Donating as someone with a more common type could lead to more life-saving matches, but donating as someone with a less common type could mean you are the perfect match for someone who didn’t have many or any other matches in the registry.
To help more patients find a donor, more people with ethnically diverse backgrounds need to join the registry.
If you are contacted as a match, you will have to follow these steps before actually making a donation:
- Update your health information with a thorough questionnaire.
- Participate in an information session to learn about the two methods of donation: a peripheral blood stem cell (PBSC) donation or marrow donation.
- Sign a consent form if you agree to donate.
- Undergo a physical exam to see if your donation would pose any risk to your or the patient.
- Give blood samples at a donor center.
If you’ve completed all these steps and you’re still considered a good match, it will be time to donate via one of the two methods.

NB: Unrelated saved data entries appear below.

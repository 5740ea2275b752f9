//! Fetch layer: everything between a target URL and a parsed payload
//!
//! This module contains the acquisition core, including:
//! - Block classification of responses
//! - Inter-request pacing and block backoff
//! - Realistic request headers
//! - The lightweight (HTTP) and heavyweight (browser) strategies
//! - The fallback chain that ties them together

mod backoff;
mod browser;
mod chain;
mod circuit;
mod classifier;
mod headers;
mod pacer;
mod transport;

pub use backoff::{sleep_within, BackoffScheduler, Deadline};
pub use browser::{
    BrowserError, BrowserHandle, BrowserLauncher, BrowserPage, BrowserSession, ChromiumLauncher,
};
pub use chain::ResilientFetcher;
pub use circuit::{BlockSnapshot, BlockTracker};
pub use classifier::{classify, classify_malformed, looks_like_markup, BlockVerdict, ResponseView};
pub use headers::{random_user_agent, HeaderProfile, USER_AGENTS};
pub use pacer::{apply_jitter, RatePacer};
pub use transport::{build_http_client, HttpTransport, Transport, TransportError};

use serde::{Deserialize, Serialize};
use std::collections::BTreeMap;
use std::fmt;
use std::time::Duration;
use thiserror::Error;

/// HTTP statuses that are treated as retryable without being a block.
///
/// 403, 429 and 504 never reach this check as plain HTTP errors because the
/// classifier already turns them into blocks.
pub const RETRYABLE_HTTP_STATUSES: [u16; 6] = [403, 408, 429, 502, 503, 504];

/// Maximum number of body characters kept in error messages
const BODY_EXCERPT_LEN: usize = 500;

/// The payload kind a caller expects from a target
#[derive(Debug, Clone, Copy, PartialEq, Eq, Default, Deserialize, Serialize)]
#[serde(rename_all = "lowercase")]
pub enum ContentKind {
    /// Structured JSON; markup responses are anomalous
    #[default]
    Json,

    /// Any textual body
    Text,
}

/// Which fetch strategy produced a result
#[derive(Debug, Clone, Copy, PartialEq, Eq, Hash, Serialize)]
#[serde(rename_all = "lowercase")]
pub enum Strategy {
    Lightweight,
    Heavyweight,
}

impl Strategy {
    pub fn as_str(&self) -> &'static str {
        match self {
            Self::Lightweight => "lightweight",
            Self::Heavyweight => "heavyweight",
        }
    }
}

impl fmt::Display for Strategy {
    fn fmt(&self, f: &mut fmt::Formatter<'_>) -> fmt::Result {
        f.write_str(self.as_str())
    }
}

/// A single request to be pushed through the fetch chain
#[derive(Debug, Clone, PartialEq, Eq)]
pub struct FetchTarget {
    /// Absolute URL to fetch
    pub url: String,

    /// Free-form tags (phase, identifiers) carried into logs and escalations
    pub context: BTreeMap<String, String>,

    /// What the payload is expected to be
    pub expected_kind: ContentKind,
}

impl FetchTarget {
    /// Creates a JSON target with an empty context
    pub fn json(url: impl Into<String>) -> Self {
        Self {
            url: url.into(),
            context: BTreeMap::new(),
            expected_kind: ContentKind::Json,
        }
    }

    /// Adds a context tag
    pub fn with_context(mut self, key: impl Into<String>, value: impl Into<String>) -> Self {
        self.context.insert(key.into(), value.into());
        self
    }

    /// Renders the context as `key=value` pairs for log lines
    pub fn context_label(&self) -> String {
        self.context
            .iter()
            .map(|(k, v)| format!("{}={}", k, v))
            .collect::<Vec<_>>()
            .join(",")
    }
}

/// A response as seen by the classifier, independent of the strategy
#[derive(Debug, Clone, PartialEq, Eq)]
pub struct RawResponse {
    pub status: u16,
    pub content_type: Option<String>,
    pub body: String,
}

/// Why a response was judged to be a block rather than an answer
#[derive(Debug, Clone, PartialEq, Eq, Serialize)]
pub enum BlockSignal {
    /// One of the block status codes (403, 429, 504)
    HttpStatus(u16),

    /// A markup body carrying a known challenge signature
    ChallengeBody(String),

    /// Markup where structured data was expected, with no known signature
    UnexpectedContentType,
}

impl BlockSignal {
    /// Stable string form used in logs, metrics and escalation reasons
    pub fn reason(&self) -> String {
        match self {
            Self::HttpStatus(status) => format!("http_{}", status),
            Self::ChallengeBody(signature) => signature.clone(),
            Self::UnexpectedContentType => "unexpected_markup".to_string(),
        }
    }
}

impl fmt::Display for BlockSignal {
    fn fmt(&self, f: &mut fmt::Formatter<'_>) -> fmt::Result {
        f.write_str(&self.reason())
    }
}

/// Result of one successful (or failed) traversal of the fetch chain
#[derive(Debug, Clone)]
pub struct FetchOutcome {
    pub succeeded: bool,
    pub payload: Option<serde_json::Value>,
    pub block_signal: Option<BlockSignal>,
    pub http_status: Option<u16>,
    pub latency: Duration,
    pub attempts_used: u32,
    pub strategy_used: Strategy,
}

impl FetchOutcome {
    /// Builds the outcome of a successful fetch
    pub fn success(
        payload: serde_json::Value,
        http_status: u16,
        strategy_used: Strategy,
        attempts_used: u32,
        latency: Duration,
    ) -> Self {
        Self {
            succeeded: true,
            payload: Some(payload),
            block_signal: None,
            http_status: Some(http_status),
            latency,
            attempts_used,
            strategy_used,
        }
    }

    /// Builds the outcome of a failed fetch from its terminal error
    pub fn failure(error: &FetchError, latency: Duration) -> Self {
        Self {
            succeeded: false,
            payload: None,
            block_signal: error.block_signal().cloned(),
            http_status: error.status(),
            latency,
            attempts_used: error.attempts().unwrap_or(1),
            strategy_used: error.strategy().unwrap_or(Strategy::Lightweight),
        }
    }
}

/// Errors produced while fetching a target
///
/// Retryability is an explicit property of each variant (see
/// [`FetchError::is_retryable`]); only `Exhausted`, non-retryable `Http`
/// and `DeadlineExceeded` ever leave [`ResilientFetcher::resilient_fetch`].
#[derive(Debug, Error)]
pub enum FetchError {
    #[error("Block detected for {url} (HTTP {status}): {signal}")]
    Block {
        url: String,
        status: u16,
        signal: BlockSignal,
    },

    #[error("Request timeout for {url}")]
    Timeout { url: String },

    #[error("HTTP {status} for {url}: {body_excerpt}")]
    Http {
        url: String,
        status: u16,
        body_excerpt: String,
    },

    #[error("Unexpected non-JSON payload from {url}: {message}")]
    Parse { url: String, message: String },

    #[error("Transport error for {url}: {message}")]
    Transport { url: String, message: String },

    #[error("Browser error for {url}: {message}")]
    Browser { url: String, message: String },

    #[error("Circuit breaker open ({}s remaining)", remaining.as_secs())]
    CircuitOpen { remaining: Duration },

    #[error("Run deadline exceeded")]
    DeadlineExceeded,

    #[error("All fetch strategies exhausted for {url} after {attempts} attempts: {last}")]
    Exhausted {
        url: String,
        /// Last strategy the chain tried
        strategy: Strategy,
        attempts: u32,
        last: Box<FetchError>,
    },
}

impl FetchError {
    /// Whether the chain may absorb this error and try again
    pub fn is_retryable(&self) -> bool {
        match self {
            Self::Block { .. }
            | Self::Timeout { .. }
            | Self::Parse { .. }
            | Self::Transport { .. }
            | Self::Browser { .. }
            | Self::CircuitOpen { .. } => true,
            Self::Http { status, .. } => is_retryable_status(*status),
            Self::DeadlineExceeded | Self::Exhausted { .. } => false,
        }
    }

    /// Terminal classification: "block", "timeout" or "other"
    pub fn kind(&self) -> &'static str {
        match self {
            Self::Block { .. } => "block",
            Self::Timeout { .. } => "timeout",
            Self::Exhausted { last, .. } => last.kind(),
            _ => "other",
        }
    }

    /// The block signal behind this error, if any
    pub fn block_signal(&self) -> Option<&BlockSignal> {
        match self {
            Self::Block { signal, .. } => Some(signal),
            Self::Exhausted { last, .. } => last.block_signal(),
            _ => None,
        }
    }

    /// The HTTP status behind this error, if any
    pub fn status(&self) -> Option<u16> {
        match self {
            Self::Block { status, .. } | Self::Http { status, .. } => Some(*status),
            Self::Exhausted { last, .. } => last.status(),
            _ => None,
        }
    }

    /// Attempts spent, when the error carries that information
    pub fn attempts(&self) -> Option<u32> {
        match self {
            Self::Exhausted { attempts, .. } => Some(*attempts),
            _ => None,
        }
    }

    /// Last strategy tried, when the error carries that information
    pub fn strategy(&self) -> Option<Strategy> {
        match self {
            Self::Exhausted { strategy, .. } => Some(*strategy),
            _ => None,
        }
    }

    /// Short reason string for logs and escalation rows
    pub fn reason(&self) -> String {
        match self {
            Self::Block { signal, .. } => signal.reason(),
            Self::Timeout { .. } => "timeout".to_string(),
            Self::Http { status, .. } => format!("http_{}", status),
            Self::Parse { .. } => "parse_error".to_string(),
            Self::Transport { .. } => "transport_error".to_string(),
            Self::Browser { .. } => "browser_error".to_string(),
            Self::CircuitOpen { .. } => "circuit_open".to_string(),
            Self::DeadlineExceeded => "deadline_exceeded".to_string(),
            Self::Exhausted { last, .. } => format!("exhausted:{}", last.reason()),
        }
    }

    pub(crate) fn from_transport(url: &str, error: TransportError) -> Self {
        match error {
            TransportError::Timeout => Self::Timeout {
                url: url.to_string(),
            },
            other => Self::Transport {
                url: url.to_string(),
                message: other.to_string(),
            },
        }
    }

    pub(crate) fn from_browser(url: &str, error: BrowserError) -> Self {
        match error {
            BrowserError::Timeout(_) => Self::Timeout {
                url: url.to_string(),
            },
            other => Self::Browser {
                url: url.to_string(),
                message: other.to_string(),
            },
        }
    }
}

/// Retry policy for plain (non-block) HTTP errors
pub fn is_retryable_status(status: u16) -> bool {
    RETRYABLE_HTTP_STATUSES.contains(&status)
}

/// Truncates a body for inclusion in error messages
pub(crate) fn excerpt(body: &str) -> String {
    body.chars().take(BODY_EXCERPT_LEN).collect()
}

A bone marrow donation is a surgical procedure done at a hospital operating room where doctors use needles to withdraw liquid marrow from both sides of the back of your pelvic bone.
A PBSC donation is done via a nonsurgical procedure called apheresis and is considered investigational because a study is currently being done to find out if blood-forming cells from the peripheral blood (the bloodstream) can be used as effectively as blood-forming cells from bone marrow for unrelated donor transplantation.